▶ Exercise aim
Write only how many lines of the listing below include the string "ConvergenceListenerRegistry".

▶ Exercise data
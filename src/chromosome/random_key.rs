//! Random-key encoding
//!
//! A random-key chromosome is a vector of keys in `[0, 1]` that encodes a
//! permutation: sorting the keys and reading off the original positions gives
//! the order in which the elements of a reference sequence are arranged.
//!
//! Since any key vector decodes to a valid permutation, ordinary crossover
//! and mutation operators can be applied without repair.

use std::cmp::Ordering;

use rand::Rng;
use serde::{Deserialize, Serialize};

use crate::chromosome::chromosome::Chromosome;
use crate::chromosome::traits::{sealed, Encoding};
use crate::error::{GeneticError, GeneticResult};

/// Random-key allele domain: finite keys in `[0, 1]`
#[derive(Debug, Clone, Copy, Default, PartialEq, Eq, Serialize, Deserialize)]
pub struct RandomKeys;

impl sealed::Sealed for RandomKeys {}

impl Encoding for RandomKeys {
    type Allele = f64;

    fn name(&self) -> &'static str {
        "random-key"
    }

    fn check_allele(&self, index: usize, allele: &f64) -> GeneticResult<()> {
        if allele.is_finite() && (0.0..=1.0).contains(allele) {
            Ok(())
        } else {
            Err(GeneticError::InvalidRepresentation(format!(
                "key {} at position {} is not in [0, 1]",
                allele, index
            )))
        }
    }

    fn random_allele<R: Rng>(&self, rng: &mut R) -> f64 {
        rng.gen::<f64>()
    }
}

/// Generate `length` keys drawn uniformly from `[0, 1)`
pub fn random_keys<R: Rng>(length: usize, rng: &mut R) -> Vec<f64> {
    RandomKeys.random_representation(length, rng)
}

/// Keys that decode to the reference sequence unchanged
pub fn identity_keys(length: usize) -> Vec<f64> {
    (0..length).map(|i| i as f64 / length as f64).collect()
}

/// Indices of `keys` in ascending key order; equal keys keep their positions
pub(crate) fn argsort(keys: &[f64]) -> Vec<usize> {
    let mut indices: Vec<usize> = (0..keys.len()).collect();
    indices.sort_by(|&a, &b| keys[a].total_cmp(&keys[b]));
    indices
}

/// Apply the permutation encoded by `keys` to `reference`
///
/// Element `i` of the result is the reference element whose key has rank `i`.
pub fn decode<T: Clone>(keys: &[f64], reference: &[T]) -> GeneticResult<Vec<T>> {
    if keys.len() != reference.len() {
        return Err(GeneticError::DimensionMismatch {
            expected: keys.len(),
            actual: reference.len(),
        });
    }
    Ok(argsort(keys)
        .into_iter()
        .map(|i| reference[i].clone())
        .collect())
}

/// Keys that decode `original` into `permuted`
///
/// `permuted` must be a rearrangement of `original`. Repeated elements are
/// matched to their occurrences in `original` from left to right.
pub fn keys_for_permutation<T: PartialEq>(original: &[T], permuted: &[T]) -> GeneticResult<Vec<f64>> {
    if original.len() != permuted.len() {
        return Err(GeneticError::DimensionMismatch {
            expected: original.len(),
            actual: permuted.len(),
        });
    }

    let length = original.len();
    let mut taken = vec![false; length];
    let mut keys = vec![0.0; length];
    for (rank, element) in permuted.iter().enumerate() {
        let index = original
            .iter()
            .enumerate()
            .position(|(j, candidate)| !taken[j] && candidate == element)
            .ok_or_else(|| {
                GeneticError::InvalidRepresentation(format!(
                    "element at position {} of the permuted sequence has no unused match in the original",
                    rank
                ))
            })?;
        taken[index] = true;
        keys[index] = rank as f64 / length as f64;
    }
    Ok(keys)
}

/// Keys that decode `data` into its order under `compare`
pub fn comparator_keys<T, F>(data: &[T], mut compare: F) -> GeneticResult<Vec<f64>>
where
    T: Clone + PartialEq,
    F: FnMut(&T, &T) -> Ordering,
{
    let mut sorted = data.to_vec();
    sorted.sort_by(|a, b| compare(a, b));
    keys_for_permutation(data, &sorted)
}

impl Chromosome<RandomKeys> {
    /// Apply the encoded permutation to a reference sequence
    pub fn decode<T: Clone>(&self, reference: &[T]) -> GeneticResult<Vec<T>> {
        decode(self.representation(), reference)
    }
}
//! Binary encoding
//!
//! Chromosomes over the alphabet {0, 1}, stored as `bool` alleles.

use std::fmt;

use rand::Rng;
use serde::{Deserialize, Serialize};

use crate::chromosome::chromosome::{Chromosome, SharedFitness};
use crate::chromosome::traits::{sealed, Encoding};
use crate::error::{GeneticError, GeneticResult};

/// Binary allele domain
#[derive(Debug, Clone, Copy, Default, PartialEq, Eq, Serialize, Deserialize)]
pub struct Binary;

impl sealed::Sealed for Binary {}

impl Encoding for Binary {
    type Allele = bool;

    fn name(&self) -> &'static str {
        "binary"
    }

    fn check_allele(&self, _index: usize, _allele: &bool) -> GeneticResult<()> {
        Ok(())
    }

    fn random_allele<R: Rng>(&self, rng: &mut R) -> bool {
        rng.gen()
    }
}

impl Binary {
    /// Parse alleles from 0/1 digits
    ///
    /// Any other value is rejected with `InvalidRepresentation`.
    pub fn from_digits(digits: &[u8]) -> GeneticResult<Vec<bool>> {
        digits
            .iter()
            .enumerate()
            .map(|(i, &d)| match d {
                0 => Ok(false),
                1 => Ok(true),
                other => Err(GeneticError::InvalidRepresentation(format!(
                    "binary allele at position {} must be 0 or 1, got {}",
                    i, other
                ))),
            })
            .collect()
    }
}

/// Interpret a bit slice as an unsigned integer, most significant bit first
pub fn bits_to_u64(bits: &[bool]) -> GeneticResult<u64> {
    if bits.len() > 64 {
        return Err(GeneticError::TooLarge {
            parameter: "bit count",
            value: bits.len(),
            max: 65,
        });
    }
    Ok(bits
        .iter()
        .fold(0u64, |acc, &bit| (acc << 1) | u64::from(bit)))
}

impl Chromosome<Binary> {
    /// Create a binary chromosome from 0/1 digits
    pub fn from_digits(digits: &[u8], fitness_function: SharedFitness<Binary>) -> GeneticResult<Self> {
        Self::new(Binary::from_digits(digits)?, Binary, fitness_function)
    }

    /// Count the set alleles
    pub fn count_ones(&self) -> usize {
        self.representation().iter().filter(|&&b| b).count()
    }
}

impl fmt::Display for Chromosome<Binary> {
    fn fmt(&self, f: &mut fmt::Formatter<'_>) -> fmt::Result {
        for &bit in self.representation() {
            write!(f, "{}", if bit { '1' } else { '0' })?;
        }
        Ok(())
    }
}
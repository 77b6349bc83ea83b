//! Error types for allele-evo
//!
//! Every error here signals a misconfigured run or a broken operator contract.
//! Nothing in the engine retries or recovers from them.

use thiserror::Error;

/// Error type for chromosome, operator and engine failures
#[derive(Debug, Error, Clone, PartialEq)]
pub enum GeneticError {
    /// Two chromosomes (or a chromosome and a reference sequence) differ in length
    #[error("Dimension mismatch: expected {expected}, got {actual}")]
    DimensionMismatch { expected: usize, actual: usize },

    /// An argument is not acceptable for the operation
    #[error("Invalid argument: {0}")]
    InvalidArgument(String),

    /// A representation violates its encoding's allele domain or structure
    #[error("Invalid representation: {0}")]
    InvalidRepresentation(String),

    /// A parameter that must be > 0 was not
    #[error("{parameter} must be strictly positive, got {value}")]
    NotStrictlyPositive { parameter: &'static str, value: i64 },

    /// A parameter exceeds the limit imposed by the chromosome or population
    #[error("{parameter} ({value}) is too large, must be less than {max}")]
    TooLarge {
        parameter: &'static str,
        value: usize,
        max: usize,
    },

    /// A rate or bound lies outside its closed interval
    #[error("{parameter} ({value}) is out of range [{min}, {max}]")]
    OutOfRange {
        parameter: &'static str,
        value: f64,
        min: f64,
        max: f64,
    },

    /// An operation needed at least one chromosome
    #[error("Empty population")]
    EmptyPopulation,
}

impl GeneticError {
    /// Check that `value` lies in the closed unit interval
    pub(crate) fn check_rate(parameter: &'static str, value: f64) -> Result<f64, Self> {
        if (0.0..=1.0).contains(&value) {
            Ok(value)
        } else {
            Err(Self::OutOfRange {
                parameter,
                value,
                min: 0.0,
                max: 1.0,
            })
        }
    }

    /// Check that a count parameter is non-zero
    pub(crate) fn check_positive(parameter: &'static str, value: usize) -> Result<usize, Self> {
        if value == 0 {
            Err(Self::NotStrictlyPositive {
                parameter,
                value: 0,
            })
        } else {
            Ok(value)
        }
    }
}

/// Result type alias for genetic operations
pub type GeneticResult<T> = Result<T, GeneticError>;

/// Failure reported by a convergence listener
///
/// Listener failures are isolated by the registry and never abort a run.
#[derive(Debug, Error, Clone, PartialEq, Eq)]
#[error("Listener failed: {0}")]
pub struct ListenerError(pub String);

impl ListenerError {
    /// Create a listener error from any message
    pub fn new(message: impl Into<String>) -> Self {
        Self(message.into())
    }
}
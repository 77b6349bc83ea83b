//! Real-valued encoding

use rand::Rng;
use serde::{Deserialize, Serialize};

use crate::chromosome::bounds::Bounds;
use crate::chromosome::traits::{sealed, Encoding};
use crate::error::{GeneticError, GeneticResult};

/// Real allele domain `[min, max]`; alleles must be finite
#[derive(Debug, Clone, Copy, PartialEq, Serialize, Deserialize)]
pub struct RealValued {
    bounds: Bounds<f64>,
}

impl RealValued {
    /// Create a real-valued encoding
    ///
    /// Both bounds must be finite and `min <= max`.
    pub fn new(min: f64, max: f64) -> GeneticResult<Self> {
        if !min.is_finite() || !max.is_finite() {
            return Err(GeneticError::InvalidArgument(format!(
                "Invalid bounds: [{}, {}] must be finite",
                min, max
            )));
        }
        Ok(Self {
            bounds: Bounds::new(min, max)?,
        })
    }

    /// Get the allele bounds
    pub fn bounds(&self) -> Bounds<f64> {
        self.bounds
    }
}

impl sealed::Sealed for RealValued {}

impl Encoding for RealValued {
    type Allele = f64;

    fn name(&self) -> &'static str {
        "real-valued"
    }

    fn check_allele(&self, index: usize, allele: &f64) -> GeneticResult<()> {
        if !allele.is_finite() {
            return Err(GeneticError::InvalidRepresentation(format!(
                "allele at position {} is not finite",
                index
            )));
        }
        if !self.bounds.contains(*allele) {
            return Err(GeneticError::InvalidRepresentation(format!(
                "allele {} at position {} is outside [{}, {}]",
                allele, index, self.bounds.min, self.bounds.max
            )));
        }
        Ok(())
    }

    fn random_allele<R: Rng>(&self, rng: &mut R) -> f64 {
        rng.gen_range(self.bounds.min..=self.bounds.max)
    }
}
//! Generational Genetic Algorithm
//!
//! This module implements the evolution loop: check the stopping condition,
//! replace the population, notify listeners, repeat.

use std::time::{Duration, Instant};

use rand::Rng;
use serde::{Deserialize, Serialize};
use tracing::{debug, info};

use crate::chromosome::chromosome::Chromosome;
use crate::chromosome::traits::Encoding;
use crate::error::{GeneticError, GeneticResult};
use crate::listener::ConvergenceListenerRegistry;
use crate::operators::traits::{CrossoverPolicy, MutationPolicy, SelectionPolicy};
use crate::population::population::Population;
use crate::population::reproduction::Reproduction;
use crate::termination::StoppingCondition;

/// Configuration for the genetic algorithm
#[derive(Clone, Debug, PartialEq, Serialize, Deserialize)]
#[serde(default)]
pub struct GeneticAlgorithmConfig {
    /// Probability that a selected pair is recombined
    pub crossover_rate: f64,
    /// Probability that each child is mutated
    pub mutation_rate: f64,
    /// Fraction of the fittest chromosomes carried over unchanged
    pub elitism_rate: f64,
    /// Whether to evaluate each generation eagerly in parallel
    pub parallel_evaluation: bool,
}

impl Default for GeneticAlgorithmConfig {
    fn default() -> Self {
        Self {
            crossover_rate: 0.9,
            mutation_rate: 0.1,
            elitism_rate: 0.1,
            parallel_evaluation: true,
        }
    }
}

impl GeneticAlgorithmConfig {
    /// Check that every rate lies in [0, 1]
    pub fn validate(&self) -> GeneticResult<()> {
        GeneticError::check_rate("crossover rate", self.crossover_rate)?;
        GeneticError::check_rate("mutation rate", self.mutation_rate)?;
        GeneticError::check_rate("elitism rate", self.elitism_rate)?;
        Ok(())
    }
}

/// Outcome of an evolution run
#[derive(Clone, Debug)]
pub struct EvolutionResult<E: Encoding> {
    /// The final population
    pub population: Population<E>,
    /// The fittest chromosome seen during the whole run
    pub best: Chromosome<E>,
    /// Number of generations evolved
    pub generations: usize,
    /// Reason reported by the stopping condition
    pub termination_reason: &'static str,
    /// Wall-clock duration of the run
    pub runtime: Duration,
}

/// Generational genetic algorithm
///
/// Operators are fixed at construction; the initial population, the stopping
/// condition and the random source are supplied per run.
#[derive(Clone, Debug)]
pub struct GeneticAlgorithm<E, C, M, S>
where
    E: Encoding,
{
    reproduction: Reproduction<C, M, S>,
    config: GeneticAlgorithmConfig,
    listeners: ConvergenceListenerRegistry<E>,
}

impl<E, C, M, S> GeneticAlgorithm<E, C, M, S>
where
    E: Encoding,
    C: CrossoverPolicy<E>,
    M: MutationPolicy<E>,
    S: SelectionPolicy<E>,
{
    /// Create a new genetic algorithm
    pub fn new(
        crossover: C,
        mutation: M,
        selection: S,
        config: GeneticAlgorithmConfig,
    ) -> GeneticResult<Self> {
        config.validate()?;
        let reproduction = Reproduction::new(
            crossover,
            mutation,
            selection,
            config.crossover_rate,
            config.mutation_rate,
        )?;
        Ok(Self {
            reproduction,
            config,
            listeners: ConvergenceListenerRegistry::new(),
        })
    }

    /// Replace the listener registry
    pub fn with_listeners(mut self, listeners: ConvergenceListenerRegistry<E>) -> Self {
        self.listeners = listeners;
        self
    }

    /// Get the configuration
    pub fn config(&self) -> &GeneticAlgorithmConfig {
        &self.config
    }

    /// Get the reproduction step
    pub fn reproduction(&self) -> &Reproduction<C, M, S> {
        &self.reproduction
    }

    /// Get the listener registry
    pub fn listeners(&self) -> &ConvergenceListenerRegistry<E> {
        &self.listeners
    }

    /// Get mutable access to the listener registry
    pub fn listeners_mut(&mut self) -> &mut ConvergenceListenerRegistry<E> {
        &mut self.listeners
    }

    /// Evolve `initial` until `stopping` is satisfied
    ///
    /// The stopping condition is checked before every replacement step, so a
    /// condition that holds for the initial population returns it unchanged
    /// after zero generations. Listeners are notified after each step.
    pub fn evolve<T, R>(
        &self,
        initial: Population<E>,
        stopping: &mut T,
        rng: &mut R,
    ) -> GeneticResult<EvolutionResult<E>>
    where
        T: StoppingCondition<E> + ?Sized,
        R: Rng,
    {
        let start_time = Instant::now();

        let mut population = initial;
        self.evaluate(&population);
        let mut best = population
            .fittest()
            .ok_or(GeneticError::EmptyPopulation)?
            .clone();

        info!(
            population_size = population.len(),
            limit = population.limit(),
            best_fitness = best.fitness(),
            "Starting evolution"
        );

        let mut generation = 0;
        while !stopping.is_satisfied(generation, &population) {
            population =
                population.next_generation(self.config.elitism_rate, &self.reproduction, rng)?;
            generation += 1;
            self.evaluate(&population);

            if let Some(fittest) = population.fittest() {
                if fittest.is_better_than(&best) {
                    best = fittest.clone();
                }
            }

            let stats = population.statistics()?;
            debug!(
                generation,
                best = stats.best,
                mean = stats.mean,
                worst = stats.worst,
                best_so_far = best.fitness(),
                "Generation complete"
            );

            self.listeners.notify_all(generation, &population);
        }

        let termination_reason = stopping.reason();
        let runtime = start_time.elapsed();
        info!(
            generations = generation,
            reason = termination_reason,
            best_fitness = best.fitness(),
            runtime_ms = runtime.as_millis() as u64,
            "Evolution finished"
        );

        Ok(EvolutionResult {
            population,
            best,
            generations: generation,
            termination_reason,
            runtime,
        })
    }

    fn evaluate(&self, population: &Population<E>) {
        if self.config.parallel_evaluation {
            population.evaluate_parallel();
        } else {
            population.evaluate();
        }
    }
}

▶ Exercise response
6